Evaluation of an infrared laser-Doppler blood flowmeter

Several laser-Doppler blood flowmeters are not commercially available; however, only one utilizes an infrared laser diode (Laserflo, TSI, St. Paul, MN). Because of this end and other unique features such as its microprocessor-based signal analyzer, we evaluated this device's ability to measure tissue perfusion. Initially, we determined whether laser illumination directly affected the microvasculature. Intravital microscopic observations in the hamster cremaster muscle indicated that neither He-Ne nor infrared laser light affected the diameters of arterioles that were responsive to vasoactive agents. To test the flowmeter for linearity and repeatability, we used a rotating disk to simulate a light-scattering, flowing medium. The 'flow' signal was highly correlated (r = 0.99) with the rotational velocity of the disk, was consistent among flow probes, and showed a high degree of reproducibility. The second model consisted of microsphere suspensions pumped through cuvettes. The laser-Doppler velocimeter (LDV) flow signal was linear with respect to pump output. With red blood cells in the perfusate, we examined the effects of blood oxygenation on the flowmeter's performance. The LDV flow signal was unaffected by changes in blood oxygenation. We evaluated linearity in vivo in isolated, perfused rat livers and in isolated canine gastric flaps.
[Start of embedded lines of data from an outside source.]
//! # Serial Byte Source
//!
//! serialport-backed implementation of the transport boundary. The sensor
//! device streams ASCII lines at 9600 baud 8N1 without flow control; reads
//! are bounded by [`READ_TIMEOUT`] so the reconstruction loop can poll its
//! shutdown flag between batches.

use crate::reconstruct::{ByteSource, ReadEvent, READ_TIMEOUT};
use std::io::{self, Read};
use std::thread;
use std::time::Duration;

/// Wire speed of the sensor device.
pub const BAUD_RATE: u32 = 9600;

/// Grace period after opening the port before the device talks sense.
const SETTLE_DELAY: Duration = Duration::from_secs(1);

/// A configured serial connection to the sensor device.
pub struct SerialSource {
    port: Box<dyn serialport::SerialPort>,
}

impl SerialSource {
    /// Open and configure the device, give it time to settle, then drop
    /// whatever stale input accumulated meanwhile.
    pub fn open(device: &str) -> Result<Self, serialport::Error> {
        let port = serialport::new(device, BAUD_RATE)
            .data_bits(serialport::DataBits::Eight)
            .parity(serialport::Parity::None)
            .stop_bits(serialport::StopBits::One)
            .flow_control(serialport::FlowControl::None)
            .timeout(READ_TIMEOUT)
            .open()?;
        thread::sleep(SETTLE_DELAY);
        port.clear(serialport::ClearBuffer::Input)?;
        Ok(SerialSource { port })
    }
}

impl ByteSource for SerialSource {
    fn read_bytes(&mut self, buf: &mut [u8]) -> io::Result<ReadEvent> {
        match self.port.read(buf) {
            Ok(0) => Ok(ReadEvent::TimedOut),
            Ok(n) => Ok(ReadEvent::Data(n)),
            Err(e) if e.kind() == io::ErrorKind::TimedOut => Ok(ReadEvent::TimedOut),
            Err(e) if e.kind() == io::ErrorKind::WouldBlock => Ok(ReadEvent::TimedOut),
            Err(e) if e.kind() == io::ErrorKind::Interrupted => Ok(ReadEvent::Interrupted),
            Err(e) => Err(e),
        }
    }
}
We observed linear relationships between total flow and laser-Doppler flow measured on the surface of the liver (r = 0.98) and in the gastric mucosa (r = 0.98), but the slopes of the relationships between total and local LDV flow showed considerable variability not noted in the in vitro studies. We conclude that the TSI laser-Doppler blood flowmeter provides a stable, reproducible, relatively noninvasive method for continuously monitoring tissue perfusion. However, the small volume of tissue in which LDV measures perfusion is not always representative of total blood flow in the whole organ.